米田:僕は、レストランは人の温かみや絆、つながりを伝える場所であり、古くから多くの文化がレストランを通じて生まれてきました。レストラン文化はなくならないと思うし、守って次の世代に伝えたい。そのために飲食業界における新しい時代に合った働き方はないか、あれこれ挑戦しています。

「HAJIME」の厨房に立つ米田さん。(c)HAJIME All Right Reserved.

アフターコロナに向けて模索する料理人の新しい可能性

──料理人の新しい働き方といえば、米田さんはこの4月、ソニーAIが取り組む「ガストロノミー・フラッグシッププロジェクト」とパートナー契約を結び、アドバイザーとして就任しました。人工知能とレストランという想像もつかない組み合わせが、とても新鮮です。

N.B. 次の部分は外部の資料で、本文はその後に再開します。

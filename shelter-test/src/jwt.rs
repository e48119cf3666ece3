use std::time::{SystemTime, UNIX_EPOCH};

use jsonwebtoken::{encode, Algorithm, EncodingKey, Header};
use shelter_security::config::{DEFAULT_AUDIENCE, DEFAULT_ISSUER};
use shelter_security::{Caller, Role, SecurityConfig, TokenClaims};

const TEST_SECRET: &str = "shelter-test-secret";

/// Mints HS256 tokens the server under test will accept.
///
/// ```ignore
/// let jwt = TestJwt::new();
/// let state = AppState::new(store, jwt.security_config(), LoaderConfig::default());
/// app.graphql(ops).bearer(&jwt.token(Role::Staff)).send().await;
/// ```
#[derive(Debug, Clone)]
pub struct TestJwt {
    secret: String,
    issuer: String,
    audience: String,
}

impl Default for TestJwt {
    fn default() -> Self {
        Self::new()
    }
}

impl TestJwt {
    pub fn new() -> Self {
        Self {
            secret: TEST_SECRET.to_string(),
            issuer: DEFAULT_ISSUER.to_string(),
            audience: DEFAULT_AUDIENCE.to_string(),
        }
    }

    pub fn with_secret(mut self, secret: impl Into<String>) -> Self {
        self.secret = secret.into();
        self
    }

    /// Validation settings matching the tokens this instance mints.
    pub fn security_config(&self) -> SecurityConfig {
        SecurityConfig::new(self.secret.clone())
            .with_issuer(self.issuer.clone())
            .with_audience(self.audience.clone())
    }

    /// A token for a synthetic caller holding `role`.
    pub fn token(&self, role: Role) -> String {
        let name = role.as_str().to_lowercase();
        self.token_for(&Caller::new(
            format!("test-{name}"),
            format!("{name}@test.local"),
            role,
        ))
    }

    pub fn token_for(&self, caller: &Caller) -> String {
        self.sign(caller, now() + 3600)
    }

    /// A correctly signed token that expired an hour ago.
    pub fn expired_token(&self, caller: &Caller) -> String {
        self.sign(caller, now() - 3600)
    }

    fn sign(&self, caller: &Caller, exp: u64) -> String {
        let claims = TokenClaims {
            sub: caller.id.clone(),
            email: caller.email.clone(),
            role: caller.role,
            iss: self.issuer.clone(),
            aud: self.audience.clone(),
            iat: now().min(exp),
            exp,
        };
        encode(
            &Header::new(Algorithm::HS256),
            &claims,
            &EncodingKey::from_secret(self.secret.as_bytes()),
        )
        .expect("failed to sign test token")
    }
}

fn now() -> u64 {
    SystemTime::now()
        .duration_since(UNIX_EPOCH)
        .expect("system clock before epoch")
        .as_secs()
}
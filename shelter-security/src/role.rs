use serde::{Deserialize, Serialize};

/// Role held by a user account.
#[derive(Debug, Clone, Copy, PartialEq, Eq, Hash, Serialize, Deserialize)]
#[serde(rename_all = "SCREAMING_SNAKE_CASE")]
pub enum Role {
    Admin,
    Staff,
    Volunteer,
    Adopter,
}

impl Role {
    pub const ALL: [Role; 4] = [Role::Admin, Role::Staff, Role::Volunteer, Role::Adopter];

    pub fn as_str(self) -> &'static str {
        match self {
            Role::Admin => "ADMIN",
            Role::Staff => "STAFF",
            Role::Volunteer => "VOLUNTEER",
            Role::Adopter => "ADOPTER",
        }
    }

    /// Staff-level roles with full access to shelter records.
    pub fn is_privileged(self) -> bool {
        matches!(self, Role::Admin | Role::Staff)
    }
}

impl std::fmt::Display for Role {
    fn fmt(&self, f: &mut std::fmt::Formatter<'_>) -> std::fmt::Result {
        f.write_str(self.as_str())
    }
}

#[derive(Debug, Clone, PartialEq, Eq)]
pub struct UnknownRole(pub String);

impl std::fmt::Display for UnknownRole {
    fn fmt(&self, f: &mut std::fmt::Formatter<'_>) -> std::fmt::Result {
        write!(f, "unknown role: {}", self.0)
    }
}

impl std::error::Error for UnknownRole {}

impl std::str::FromStr for Role {
    type Err = UnknownRole;

    fn from_str(s: &str) -> Result<Self, Self::Err> {
        Role::ALL
            .into_iter()
            .find(|role| role.as_str() == s)
            .ok_or_else(|| UnknownRole(s.to_string()))
    }
}
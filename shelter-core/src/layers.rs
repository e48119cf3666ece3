use axum::http::StatusCode;
use axum::response::IntoResponse;
use tower_http::catch_panic::CatchPanicLayer;
use tower_http::classify::{ServerErrorsAsFailures, SharedClassifier};
use tower_http::cors::{Any, CorsLayer};
use tower_http::trace::TraceLayer;
use tracing_subscriber::EnvFilter;

use crate::error::INTERNAL_MESSAGE;

/// Install the global `tracing` subscriber.
///
/// Respects `RUST_LOG`, falling back to `info,tower_http=debug`. Calling it a
/// second time is a no-op.
pub fn init_tracing() {
    let filter = EnvFilter::try_from_default_env()
        .unwrap_or_else(|_| EnvFilter::new("info,tower_http=debug"));
    let _ = tracing_subscriber::fmt().with_env_filter(filter).try_init();
}

/// Permissive CORS layer: any origin, method and header.
pub fn default_cors() -> CorsLayer {
    CorsLayer::new()
        .allow_origin(Any)
        .allow_methods(Any)
        .allow_headers(Any)
}

pub fn default_trace() -> TraceLayer<SharedClassifier<ServerErrorsAsFailures>> {
    TraceLayer::new_for_http()
}

/// Converts handler panics into a JSON 500 response.
pub fn catch_panic_layer(
) -> CatchPanicLayer<fn(Box<dyn std::any::Any + Send>) -> axum::response::Response> {
    CatchPanicLayer::custom(panic_handler as fn(_) -> _)
}

fn panic_handler(_err: Box<dyn std::any::Any + Send>) -> axum::response::Response {
    tracing::error!("handler panicked");
    let body = serde_json::json!({
        "errors": [{
            "message": INTERNAL_MESSAGE,
            "extensions": { "code": "INTERNAL_SERVER_ERROR" }
        }]
    });
    (StatusCode::INTERNAL_SERVER_ERROR, axum::Json(body)).into_response()
}
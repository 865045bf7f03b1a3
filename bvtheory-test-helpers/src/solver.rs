// SPDX-License-Identifier: Apache-2.0

//! DPLL with chronological backtracking over [`MiniCore`], driving a
//! [`TheoryBv`] the way a DPLL(T) core would.
//!
//! Every decision opens a scope in both the core and the theory. On a
//! conflict the most recent decision that has not been flipped yet is
//! undone and its complement asserted in a fresh scope. There is no clause
//! learning, so this is only for small formulas.

use bvtheory::{
    BvConfig, CancelToken, FinalCheck, LBool, Literal, Sort, SmtCore, TermId, TermManager,
    TheoryBv, TheoryVar,
};

use crate::eval::{self, Model};
use crate::mini_core::MiniCore;

#[derive(Debug, Clone, PartialEq, Eq)]
pub enum SolverResult {
    Sat(Model),
    Unsat,
    /// The theory gave up or the search was cancelled.
    Unknown,
}

#[derive(Debug, Clone, Copy)]
struct Decision {
    lit: Literal,
    flipped: bool,
}

pub struct Solver {
    pub core: MiniCore,
    pub theory: TheoryBv,
    assertions: Vec<TermId>,
    decisions: Vec<Decision>,
    /// Core trail position up to which the theory has been notified.
    theory_head: usize,
    diseqs: Vec<(TheoryVar, TheoryVar)>,
    diseq_marks: Vec<usize>,
}

impl Solver {
    pub fn new(terms: TermManager, config: BvConfig) -> Self {
        Self::with_options(terms, config, false, CancelToken::new())
    }

    pub fn with_options(
        terms: TermManager,
        config: BvConfig,
        relevancy: bool,
        cancel: CancelToken,
    ) -> Self {
        Solver {
            core: MiniCore::new(terms, relevancy),
            theory: TheoryBv::with_cancel_token(config, cancel),
            assertions: Vec::new(),
            decisions: Vec::new(),
            theory_head: 0,
            diseqs: Vec::new(),
            diseq_marks: Vec::new(),
        }
    }

    pub fn terms(&self) -> &TermManager {
        self.core.terms()
    }

    pub fn terms_mut(&mut self) -> &mut TermManager {
        self.core.terms_mut()
    }

    /// Internalizes `term` and every subterm, children first. Returns the
    /// literal of a boolean term.
    pub fn internalize(&mut self, term: TermId) -> Option<Literal> {
        let mut order = Vec::new();
        let mut visited = ahash::AHashSet::new();
        let mut stack = vec![(term, false)];
        while let Some((t, expanded)) = stack.pop() {
            if expanded {
                order.push(t);
                continue;
            }
            if !visited.insert(t) {
                continue;
            }
            stack.push((t, true));
            for arg in self.core.terms().get(t).args.iter().rev() {
                stack.push((*arg, false));
            }
        }
        for t in &order {
            self.internalize_one(*t);
        }
        if self.core.relevancy() {
            for t in &order {
                self.theory.relevant_eh(&mut self.core, *t);
                if let Some(lit) = self.core.term_literal(*t) {
                    self.core.mark_as_relevant(lit);
                }
            }
        }
        self.core.term_literal(term)
    }

    fn internalize_one(&mut self, term: TermId) {
        let t = self.core.terms().get(term);
        let (sort, is_atom) = (t.sort, t.op.is_bv_predicate());
        match sort {
            Sort::BitVec(_) => {
                self.theory.get_var(&mut self.core, term);
            }
            Sort::Bool if is_atom => {
                let lit = match self.theory.internalize_atom(&mut self.core, term) {
                    Some(lit) => lit,
                    None => self.core.internalize_bool(term),
                };
                self.core.register_literal(term, lit);
            }
            Sort::Bool => {
                self.core.internalize_bool(term);
            }
        }
    }

    pub fn assert(&mut self, term: TermId) {
        debug_assert!(self.decisions.is_empty());
        let lit = self
            .internalize(term)
            .expect("assertions are boolean terms");
        log::debug!("assert {} as {}", self.core.terms().display(term), lit);
        self.assertions.push(term);
        self.core.add_clause(&[lit]);
    }

    pub fn check(&mut self) -> SolverResult {
        loop {
            if !self.propagate() {
                if !self.backtrack() {
                    log::debug!("unsat after {} decisions", self.decisions.len());
                    return SolverResult::Unsat;
                }
                continue;
            }
            if self.theory.cancel_token().is_cancelled() {
                return SolverResult::Unknown;
            }
            match self.core.unassigned_var() {
                Some(var) => {
                    let lit = Literal::negative(var);
                    self.push_scope();
                    self.decisions.push(Decision {
                        lit,
                        flipped: false,
                    });
                    log::trace!("decide {} at level {}", lit, self.decisions.len());
                    self.core.decide(lit);
                }
                None => {
                    return match self.theory.final_check_eh(&self.core) {
                        FinalCheck::GiveUp => SolverResult::Unknown,
                        FinalCheck::Done => SolverResult::Sat(self.model()),
                    };
                }
            }
        }
    }

    /// Core propagation interleaved with theory notifications. Returns
    /// false on conflict.
    fn propagate(&mut self) -> bool {
        loop {
            if !self.core.propagate() {
                return false;
            }
            let trail_len = self.core.trail().len();
            if self.theory_head == trail_len {
                return true;
            }
            while self.theory_head < trail_len {
                let lit = self.core.trail()[self.theory_head];
                self.theory_head += 1;
                if !self.notify(lit) {
                    return false;
                }
            }
        }
    }

    /// Reports one assigned literal to the theory. Returns false on
    /// conflict, before any later literal of the batch is reported.
    fn notify(&mut self, lit: Literal) -> bool {
        let is_true = !lit.negated;
        // Theory-propagated bits are reported too: blasting shares boolean
        // variables between terms, so the same bit may sit in another class.
        if self.theory.is_attached(lit.var) {
            self.theory.assign_eh(&mut self.core, lit.var, is_true);
        }
        if self.core.inconsistent() {
            return false;
        }
        let Some((t1, t2)) = self.core.eq_atom(lit.var) else {
            return true;
        };
        let (Some(v1), Some(v2)) = (self.theory.term_var(t1), self.theory.term_var(t2)) else {
            return true;
        };
        if is_true {
            self.theory.new_eq_eh(&mut self.core, v1, v2);
        } else {
            self.diseqs.push((v1, v2));
            self.theory.new_diseq_eh(&mut self.core, v1, v2);
        }
        // Stop at the first merge joining the two sides of a disequality,
        // before a later merge can ring complementary bits together.
        !self.core.inconsistent() && !self.diseq_conflict()
    }

    /// Stands in for congruence closure: an asserted disequality between
    /// members of one class is a conflict.
    fn diseq_conflict(&self) -> bool {
        self.diseqs
            .iter()
            .any(|(v1, v2)| self.theory.find(*v1) == self.theory.find(*v2))
    }

    fn push_scope(&mut self) {
        self.core.push_scope();
        self.theory.push_scope_eh();
        self.diseq_marks.push(self.diseqs.len());
    }

    fn pop_scopes(&mut self, num_scopes: usize) {
        self.core.pop_scope(num_scopes);
        self.theory.pop_scope_eh(num_scopes);
        let mark = self.diseq_marks[self.diseq_marks.len() - num_scopes];
        self.diseq_marks.truncate(self.diseq_marks.len() - num_scopes);
        self.diseqs.truncate(mark);
        self.theory_head = self.theory_head.min(self.core.trail().len());
    }

    fn backtrack(&mut self) -> bool {
        let Some(pos) = self.decisions.iter().rposition(|d| !d.flipped) else {
            return false;
        };
        let lit = self.decisions[pos].lit;
        self.pop_scopes(self.decisions.len() - pos);
        self.decisions.truncate(pos);
        self.push_scope();
        self.decisions.push(Decision {
            lit: !lit,
            flipped: true,
        });
        log::trace!("flip {} at level {}", !lit, self.decisions.len());
        self.core.decide(!lit);
        true
    }

    /// Values of the boolean and bit-vector constants under the current
    /// assignment.
    pub fn model(&self) -> Model {
        let mut model = Model::default();
        for (id, term) in self.core.terms().iter() {
            match &term.op {
                bvtheory::Op::BoolConst(_) => {
                    if let Some(lit) = self.core.term_literal(id) {
                        model
                            .bools
                            .insert(id, self.core.get_assignment(lit) == LBool::True);
                    }
                }
                bvtheory::Op::Const { .. } => {
                    let value = self
                        .theory
                        .term_var(id)
                        .and_then(|v| self.theory.mk_value(&self.core, v))
                        .and_then(|value| value.to_u64());
                    if let Some(value) = value {
                        model.bvs.insert(id, value);
                    }
                }
                _ => {}
            }
        }
        model
    }

    /// Whether `model` satisfies every assertion.
    pub fn satisfies(&self, model: &Model) -> bool {
        self.assertions
            .iter()
            .all(|a| eval::eval(self.core.terms(), *a, model).as_bool())
    }
}
// SPDX-License-Identifier: Apache-2.0

//! Bridge between core literals and the and-inverter graph used to blast one
//! term.
//!
//! Core literals enter the graph as leaves (constants map to the graph's
//! constant node), the operator circuit is built with a [`GateBuilder`], and
//! the outputs are lowered back through [`SmtCore::mk_and`]. A leaf lowers
//! to exactly the literal it came from, so operators that only rewire their
//! arguments hand the argument literals straight through.

use std::collections::HashMap;

use ahash::AHashMap;
use bvtheory_blast::topo::postorder_for_aig_refs_node_only;
use bvtheory_blast::{AigBitVector, AigNode, AigOperand, AigRef, GateBuilder};

use crate::config::BvConfig;
use crate::core::SmtCore;
use crate::literal::{BoolVar, Literal};

pub struct Circuit {
    gb: GateBuilder,
    /// Leaf id to the positive literal of its core variable.
    leaves: Vec<Literal>,
    leaf_of: AHashMap<BoolVar, AigOperand>,
    lowered: HashMap<AigRef, Literal>,
}

impl Circuit {
    pub fn new(config: &BvConfig) -> Self {
        Circuit {
            gb: GateBuilder::new(config.gate_builder_options()),
            leaves: Vec::new(),
            leaf_of: AHashMap::new(),
            lowered: HashMap::new(),
        }
    }

    pub fn builder(&mut self) -> &mut GateBuilder {
        &mut self.gb
    }

    pub fn gate_count(&self) -> usize {
        self.gb.gates.len()
    }

    pub fn input_literal(&mut self, lit: Literal) -> AigOperand {
        if lit == Literal::TRUE {
            return self.gb.get_true();
        }
        if lit == Literal::FALSE {
            return self.gb.get_false();
        }
        let leaf = match self.leaf_of.get(&lit.var) {
            Some(leaf) => *leaf,
            None => {
                let leaf = self.gb.add_leaf(self.leaves.len());
                self.leaves.push(Literal::positive(lit.var));
                self.leaf_of.insert(lit.var, leaf);
                leaf
            }
        };
        if lit.negated { leaf.negate() } else { leaf }
    }

    pub fn input(&mut self, lits: &[Literal]) -> AigBitVector {
        let ops: Vec<AigOperand> = lits.iter().map(|l| self.input_literal(*l)).collect();
        AigBitVector::from_lsb_is_index_0(&ops)
    }

    /// Core literals for `outputs`, creating one core gate per reachable
    /// and-node that has not been lowered yet.
    pub fn lower<C: SmtCore>(&mut self, core: &mut C, outputs: &AigBitVector) -> Vec<Literal> {
        let refs: Vec<AigRef> = outputs.iter_lsb_to_msb().map(|op| op.node).collect();
        let order = postorder_for_aig_refs_node_only(&refs, &self.gb.gates, &self.lowered);
        for aig_ref in order {
            let lit = match &self.gb.gates[aig_ref.id] {
                AigNode::Literal(value) => Literal::from_bool(*value),
                AigNode::Leaf { id } => self.leaves[*id],
                AigNode::And2 { a, b } => {
                    let (a, b) = (self.operand_literal(a), self.operand_literal(b));
                    core.mk_and(a, b)
                }
            };
            self.lowered.insert(aig_ref, lit);
        }
        outputs
            .iter_lsb_to_msb()
            .map(|op| self.operand_literal(op))
            .collect()
    }

    fn operand_literal(&self, op: &AigOperand) -> Literal {
        let lit = self.lowered[&op.node];
        if op.negated { !lit } else { lit }
    }
}
// SPDX-License-Identifier: Apache-2.0

//! And-inverter graph nodes and the bit-vectors built from them.

use std::fmt;

/// Index of a node in a builder's gate list.
#[derive(Debug, Clone, Copy, Hash, Eq, PartialEq, Ord, PartialOrd)]
pub struct AigRef {
    pub id: usize,
}

/// A node reference with an optional inverter on the edge.
#[derive(Debug, Clone, Copy, Hash, Eq, PartialEq)]
pub struct AigOperand {
    pub node: AigRef,
    pub negated: bool,
}

impl AigOperand {
    #[must_use]
    pub fn negate(&self) -> Self {
        Self {
            negated: !self.negated,
            ..*self
        }
    }

    pub fn non_negated(&self) -> Option<AigRef> {
        (!self.negated).then_some(self.node)
    }
}

impl From<AigRef> for AigOperand {
    fn from(node: AigRef) -> Self {
        AigOperand {
            node,
            negated: false,
        }
    }
}

impl fmt::Display for AigOperand {
    fn fmt(&self, f: &mut fmt::Formatter<'_>) -> fmt::Result {
        if self.negated {
            write!(f, "not(%{})", self.node.id)
        } else {
            write!(f, "%{}", self.node.id)
        }
    }
}

#[derive(Debug, Clone, PartialEq, Eq)]
pub enum AigNode {
    Literal(bool),
    /// A free boolean supplied from outside the graph. `id` indexes the
    /// caller's leaf table.
    Leaf { id: usize },
    And2 { a: AigOperand, b: AigOperand },
}

impl AigNode {
    pub fn get_operands(&self) -> Vec<AigOperand> {
        match self {
            AigNode::And2 { a, b } => vec![*a, *b],
            AigNode::Literal(_) | AigNode::Leaf { .. } => Vec::new(),
        }
    }
}

/// A vector of AIG bits; index 0 is the least significant bit.
#[derive(Debug, Clone, PartialEq, Eq)]
pub struct AigBitVector {
    operands: Vec<AigOperand>,
}

impl From<AigOperand> for AigBitVector {
    fn from(operand: AigOperand) -> Self {
        AigBitVector {
            operands: vec![operand],
        }
    }
}

/// The two halves of a bit-vector cut at some bit position.
#[derive(Debug, Clone)]
pub struct Split {
    pub msbs: AigBitVector,
    pub lsbs: AigBitVector,
}

impl AigBitVector {
    fn constant(value: bool) -> AigOperand {
        AigOperand {
            node: AigRef { id: 0 },
            negated: value,
        }
    }

    pub fn zeros(bit_count: usize) -> Self {
        Self::from_u64(0, bit_count)
    }

    pub fn ones(bit_count: usize) -> Self {
        Self {
            operands: vec![Self::constant(true); bit_count],
        }
    }

    /// The low `bit_count` bits of `value`; bits past 64 are zero.
    pub fn from_u64(value: u64, bit_count: usize) -> Self {
        Self {
            operands: (0..bit_count)
                .map(|i| Self::constant(i < 64 && (value >> i) & 1 == 1))
                .collect(),
        }
    }

    /// `msbs` placed above `lsbs`.
    pub fn concat(msbs: Self, lsbs: Self) -> Self {
        Self {
            operands: lsbs.operands.into_iter().chain(msbs.operands).collect(),
        }
    }

    pub fn from_lsb_is_index_0(operands: &[AigOperand]) -> Self {
        Self {
            operands: operands.to_vec(),
        }
    }

    /// The top `bit_count` bits.
    pub fn get_msbs(&self, bit_count: usize) -> Self {
        let start = self.operands.len() - bit_count;
        self.get_lsb_slice(start, bit_count)
    }

    /// `bit_width` bits starting at bit `start`.
    pub fn get_lsb_slice(&self, start: usize, bit_width: usize) -> Self {
        Self::from_lsb_is_index_0(&self.operands[start..start + bit_width])
    }

    /// Cuts after the low `bit_width` bits.
    pub fn get_lsb_partition(&self, bit_width: usize) -> Split {
        let (lsbs, msbs) = self.operands.split_at(bit_width);
        Split {
            msbs: Self::from_lsb_is_index_0(msbs),
            lsbs: Self::from_lsb_is_index_0(lsbs),
        }
    }

    pub fn iter_lsb_to_msb(&self) -> impl DoubleEndedIterator<Item = &AigOperand> {
        self.operands.iter()
    }

    pub fn iter_msb_to_lsb(&self) -> impl DoubleEndedIterator<Item = &AigOperand> {
        self.operands.iter().rev()
    }

    pub fn get_lsb(&self, index: usize) -> &AigOperand {
        &self.operands[index]
    }

    pub fn get_msb(&self, index: usize) -> &AigOperand {
        &self.operands[self.operands.len() - 1 - index]
    }

    pub fn get_bit_count(&self) -> usize {
        self.operands.len()
    }

    pub fn is_empty(&self) -> bool {
        self.operands.is_empty()
    }

    pub fn to_vec(&self) -> Vec<AigOperand> {
        self.operands.clone()
    }
}

impl fmt::Display for AigBitVector {
    fn fmt(&self, f: &mut fmt::Formatter<'_>) -> fmt::Result {
        let bits: Vec<String> = self.operands.iter().map(|bit| bit.to_string()).collect();
        write!(f, "bits[{}] = [{}]", self.operands.len(), bits.join(", "))
    }
}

米田:大手企業のAIといえば、テクノロジー化によって合理性や生産性を追求するものと思われるかもしれませんが、僕がやりたいことは、それとはちょっと違います。僕は料理をつくり、それを食べるというガストロノミーは、生命を育むことであり、また人々の幸せや希望であると考えています。人々の多様性を認めて、多くの人が幸せになり、希望を持つことができる。そのためにAIとロボティクスをどう活用するか。そこに、レストランのシェフであり、エンジニアでもあった僕なりの考えを生かすことができると思います。

単に調理技術を模倣するといったこれまでの範疇を超えて、未来のレストランはどうあるべきか。人々が幸せになる場所という視点から、キッチンのシステムから流通まで、幅広く見直してみたいですね。

──米田さんのレストラン「HAJIME」にも、AIとロボティクスを導入するのですか。

米田:もちろんです。AIは人の仕事を奪う、人間に取って代わると言われることもありますが、人間にしかできないクリエイティブな仕事をする時間を確保するために、AIを利用することもできます。